By Adam B. Vary
This week's hella good episode of Lost revolved around a massive, dangling bombshell, and here's another: As that byline above implies, I am not Jeff Jensen, a.k.a. Doc Jensen, a.k.a. your regularly scheduled guide through the wormholes, rabbit-holes, and bottomless hatches of all that is Lost. And unfortunately, unlike all the misdirection and outright deception packed into "Jughead," I'm not kidding. I'm just Asst. Prof. Vary, filling in for Doc Jensen while he tumbles down another secret-for-now, Lost-related rabbit hole. Worry not: He'll be back next week with his regular Doc Jensen column and another episode of Totally Lost (which totally rocks, and you should totally check out), but for now, you're stuck with me, so be kind in the comments.
The deception in "Jughead" started early, with a triple audience fake out in less than three minutes: The opening shot made us think we're on the island, only to reveal it was some unnamed coastal city in the South Pacific, through which Desmond was racing to find a guy named Efren Salonga. (Asst. Prof. Vary extracurricular reference No. 1: Best I can tell, "Efren Salonga" means nothing, but there is a "Salonga monkey," or "Dryas monkey," that Wikipedia tells me is a critically endangered species that may number less that 200. Which probably means nothing, though it did make me think about the ever-diminishing number of nameless Flight 815 survivors on the island. By my count, based on the number of total 815 survivors presented last night— that'd be 20, minus Juliet — there's barely ten "Red Shirts" left alive. Stay safe guys!) Des needed Dr. Salonga, it seems, because Penny was in severe medical distress. "There's a lot of blood," Des told the doctor, and we wondered if she was somehow been struck with the time-travel sickness (or at least I did), until we discovered, nope, it was a wee Hume-Widmore bairn being born on their yacht. Then we jumped to what appears to be the "present" again, more on that in a second — as Des says to his son that out there, in the ocean, close to their vessel is a "very special island" that he left "a long time ago." What? They're back at the island already?! Nope. The island's name: "Great Britain." Yeesh.

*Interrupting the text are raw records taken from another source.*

//! HTTP backends against a mock server.

use std::sync::Arc;

use pretty_assertions::assert_eq;
use serde_json::json;
use wiremock::matchers::{body_partial_json, body_string_contains, header, method, path, query_param};
use wiremock::{Mock, MockServer, ResponseTemplate};

use agentforge::backend::azure::AzureOpenAiBackend;
use agentforge::backend::openai::OpenAiBackend;
use agentforge::forge::completion_options;
use agentforge::prelude::*;

fn calculator() -> Agent {
    Agent::new("Calculator").with_function(
        Function::new("add", ["a", "b"], |a: i64, b: i64| a + b)
            .with_description("Add two numbers")
            .describe("a", "First addend")
            .describe("b", "Second addend"),
    )
}

fn text_reply(text: &str) -> ResponseTemplate {
    ResponseTemplate::new(200).set_body_json(json!({
        "id": "chatcmpl-1",
        "object": "chat.completion",
        "choices": [{
            "index": 0,
            "message": {"role": "assistant", "content": text},
            "finish_reason": "stop"
        }]
    }))
}

fn tool_reply(id: &str, name: &str, arguments: &str) -> ResponseTemplate {
    ResponseTemplate::new(200).set_body_json(json!({
        "id": "chatcmpl-2",
        "object": "chat.completion",
        "choices": [{
            "index": 0,
            "message": {
                "role": "assistant",
                "content": null,
                "tool_calls": [{
                    "id": id,
                    "type": "function",
                    "function": {"name": name, "arguments": arguments}
                }]
            },
            "finish_reason": "tool_calls"
        }]
    }))
}

#[tokio::test]
async fn openai_sends_tools_and_parses_tool_calls() {
    let server = MockServer::start().await;

    Mock::given(method("POST"))
        .and(path("/chat/completions"))
        .and(header("authorization", "Bearer test-key"))
        .and(body_partial_json(json!({
            "model": "gpt-4o",
            "tool_choice": "auto",
            "parallel_tool_calls": false,
            "tools": [{
                "type": "function",
                "function": {
                    "name": "add",
                    "description": "Add two numbers",
                    "parameters": {
                        "type": "object",
                        "properties": {
                            "a": {"type": "number", "description": "First addend"},
                            "b": {"type": "number", "description": "Second addend"}
                        },
                        "required": ["a", "b"]
                    }
                }
            }]
        })))
        .respond_with(tool_reply("call_1", "add", r#"{"a":2,"b":3}"#))
        .expect(1)
        .mount(&server)
        .await;

    let backend = OpenAiBackend::new("test-key", Some(server.uri()));
    let agent = calculator();
    let completion = backend
        .complete_chat(
            agent.model(),
            &[Message::user("2+3?")],
            &completion_options(&agent),
        )
        .await
        .unwrap();

    assert_eq!(completion.text, None);
    assert_eq!(
        completion.tool_calls,
        vec![ToolCall::new("call_1", "add", r#"{"a":2,"b":3}"#)]
    );
}

#[tokio::test]
async fn openai_omits_tool_fields_for_tool_less_agents() {
    let server = MockServer::start().await;

    Mock::given(method("POST"))
        .and(path("/chat/completions"))
        .respond_with(text_reply("hi"))
        .expect(1)
        .mount(&server)
        .await;

    let backend = OpenAiBackend::new("test-key", Some(server.uri()));
    let agent = Agent::new("plain");
    let completion = backend
        .complete_chat("gpt-4o", &[Message::user("hello")], &completion_options(&agent))
        .await
        .unwrap();
    assert_eq!(completion.text.as_deref(), Some("hi"));

    let requests = server.received_requests().await.unwrap();
    let body: serde_json::Value = serde_json::from_slice(&requests[0].body).unwrap();
    assert!(body.get("tools").is_none());
    assert!(body.get("tool_choice").is_none());
    assert!(body.get("parallel_tool_calls").is_none());
}

#[tokio::test]
async fn forge_runs_a_full_tool_round_trip_over_http() {
    let server = MockServer::start().await;

    Mock::given(method("POST"))
        .and(path("/chat/completions"))
        .and(body_string_contains("tool_call_id"))
        .respond_with(text_reply("2 + 3 = 5"))
        .with_priority(1)
        .expect(1)
        .mount(&server)
        .await;
    Mock::given(method("POST"))
        .and(path("/chat/completions"))
        .respond_with(tool_reply("call_1", "add", r#"{"a":2,"b":3}"#))
        .with_priority(2)
        .expect(1)
        .mount(&server)
        .await;

    let forge = Forge::new(Arc::new(OpenAiBackend::new("test-key", Some(server.uri()))));
    let response = forge
        .run(calculator(), &[Message::user("2+3?")], RunOptions::default())
        .await
        .unwrap();

    assert_eq!(response.text(), Some("2 + 3 = 5"));
    assert_eq!(response.messages[1], Message::tool("call_1", "5"));

    let requests = server.received_requests().await.unwrap();
    let second: serde_json::Value = serde_json::from_slice(&requests[1].body).unwrap();
    let messages = second["messages"].as_array().unwrap();
    assert_eq!(messages[0], json!({"role": "system", "content": "You are a helpful agent."}));
    assert_eq!(
        messages[2],
        json!({
            "role": "assistant",
            "content": null,
            "tool_calls": [{
                "id": "call_1",
                "type": "function",
                "function": {"name": "add", "arguments": "{\"a\":2,\"b\":3}"}
            }]
        })
    );
    assert_eq!(
        messages[3],
        json!({"role": "tool", "tool_call_id": "call_1", "content": "5"})
    );
}

#[tokio::test]
async fn openai_sends_forced_function_choice_and_output_spec() {
    let server = MockServer::start().await;

    Mock::given(method("POST"))
        .and(path("/chat/completions"))
        .and(body_partial_json(json!({
            "tool_choice": {"type": "function", "function": {"name": "add"}},
            "response_format": {
                "type": "json_schema",
                "json_schema": {"name": "sum", "strict": true}
            }
        })))
        .respond_with(text_reply(r#"{"sum": 5}"#))
        .expect(1)
        .mount(&server)
        .await;

    let agent = calculator().with_tool_choice("add").with_output_spec(
        OutputSpec::new("sum", json!({"type": "object", "properties": {"sum": {"type": "number"}}}))
            .strict(true),
    );
    let backend = OpenAiBackend::new("test-key", Some(server.uri()));
    let completion = backend
        .complete_chat("gpt-4o", &[Message::user("2+3?")], &completion_options(&agent))
        .await
        .unwrap();
    assert_eq!(completion.text.as_deref(), Some(r#"{"sum": 5}"#));
}

#[tokio::test]
async fn azure_uses_deployment_path_and_api_key_header() {
    let server = MockServer::start().await;

    Mock::given(method("POST"))
        .and(path("/openai/deployments/my-gpt4o/chat/completions"))
        .and(query_param("api-version", "2024-06-01"))
        .and(header("api-key", "azure-key"))
        .respond_with(text_reply("from azure"))
        .expect(1)
        .mount(&server)
        .await;

    let backend = AzureOpenAiBackend::new(server.uri(), "azure-key", None);
    let completion = backend
        .complete_chat("my-gpt4o", &[Message::user("hi")], &CompletionOptions::default())
        .await
        .unwrap();
    assert_eq!(completion.text.as_deref(), Some("from azure"));

    let requests = server.received_requests().await.unwrap();
    let body: serde_json::Value = serde_json::from_slice(&requests[0].body).unwrap();
    assert!(body.get("model").is_none());
}

#[tokio::test]
async fn error_statuses_are_mapped() {
    let server = MockServer::start().await;

    Mock::given(method("POST"))
        .and(path("/unauthorized/chat/completions"))
        .respond_with(ResponseTemplate::new(401).set_body_string("invalid api key"))
        .mount(&server)
        .await;
    Mock::given(method("POST"))
        .and(path("/limited/chat/completions"))
        .respond_with(
            ResponseTemplate::new(429)
                .set_body_json(json!({"error": {"message": "slow down", "retry_after": 2}})),
        )
        .mount(&server)
        .await;
    Mock::given(method("POST"))
        .and(path("/broken/chat/completions"))
        .respond_with(ResponseTemplate::new(500).set_body_string("boom"))
        .mount(&server)
        .await;

    let call = |prefix: &str| {
        let backend = OpenAiBackend::new("k", Some(format!("{}/{prefix}", server.uri())));
        async move {
            backend
                .complete_chat("gpt-4o", &[Message::user("hi")], &CompletionOptions::default())
                .await
                .unwrap_err()
        }
    };

    assert!(matches!(call("unauthorized").await, ForgeError::Authentication(_)));
    match call("limited").await {
        ForgeError::RateLimited { retry_after_ms } => assert_eq!(retry_after_ms, Some(2000)),
        other => panic!("unexpected error: {other}"),
    }
    match call("broken").await {
        ForgeError::Api { status, message } => {
            assert_eq!(status, 500);
            assert_eq!(message, "boom");
        }
        other => panic!("unexpected error: {other}"),
    }
}

#[tokio::test]
async fn empty_choices_is_an_api_error() {
    let server = MockServer::start().await;

    Mock::given(method("POST"))
        .and(path("/chat/completions"))
        .respond_with(ResponseTemplate::new(200).set_body_json(json!({"choices": []})))
        .mount(&server)
        .await;

    let backend = OpenAiBackend::new("k", Some(server.uri()));
    let err = backend
        .complete_chat("gpt-4o", &[], &CompletionOptions::default())
        .await
        .unwrap_err();
    assert_eq!(err.category(), agentforge::error::ErrorCategory::Backend);
}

It felt to me like the show was telling us "don't automatically take everything we're telling you, or what you think we're telling you, at face value." Like, for example, the notion that the Desmond-Penny story line is taking place at the same time as the Oceanic Six-Ben storyline. The timing would seem to work out — add nine months for Penny's pregnancy to what appears to be the two years their kid has aged and you get just about three years since the island disappeared. But, as Penny put it to Des, why didn't he remember Daniel Faraday until now? If, as we've been led to believe, Faraday confronted Past Desmond on the island pretty much the same day the island went poof, wouldn't Present Desmond's memory have changed when he and the Oceanic Six first arrived on Penny's yacht? And did that last question make any sense to you? (I'm beginning to understand why Doc Jensen's developed that eye twitch — but don't tell him I've noticed it.) I will say that, given all the time-twistiness this year, I am quite grateful the show slowed down this week rather than try to cram Jack, Kate, Ben et. al. into this already story-rich hour, and it bodes well for how Lost's new hop-scotching narrative structure will work this season.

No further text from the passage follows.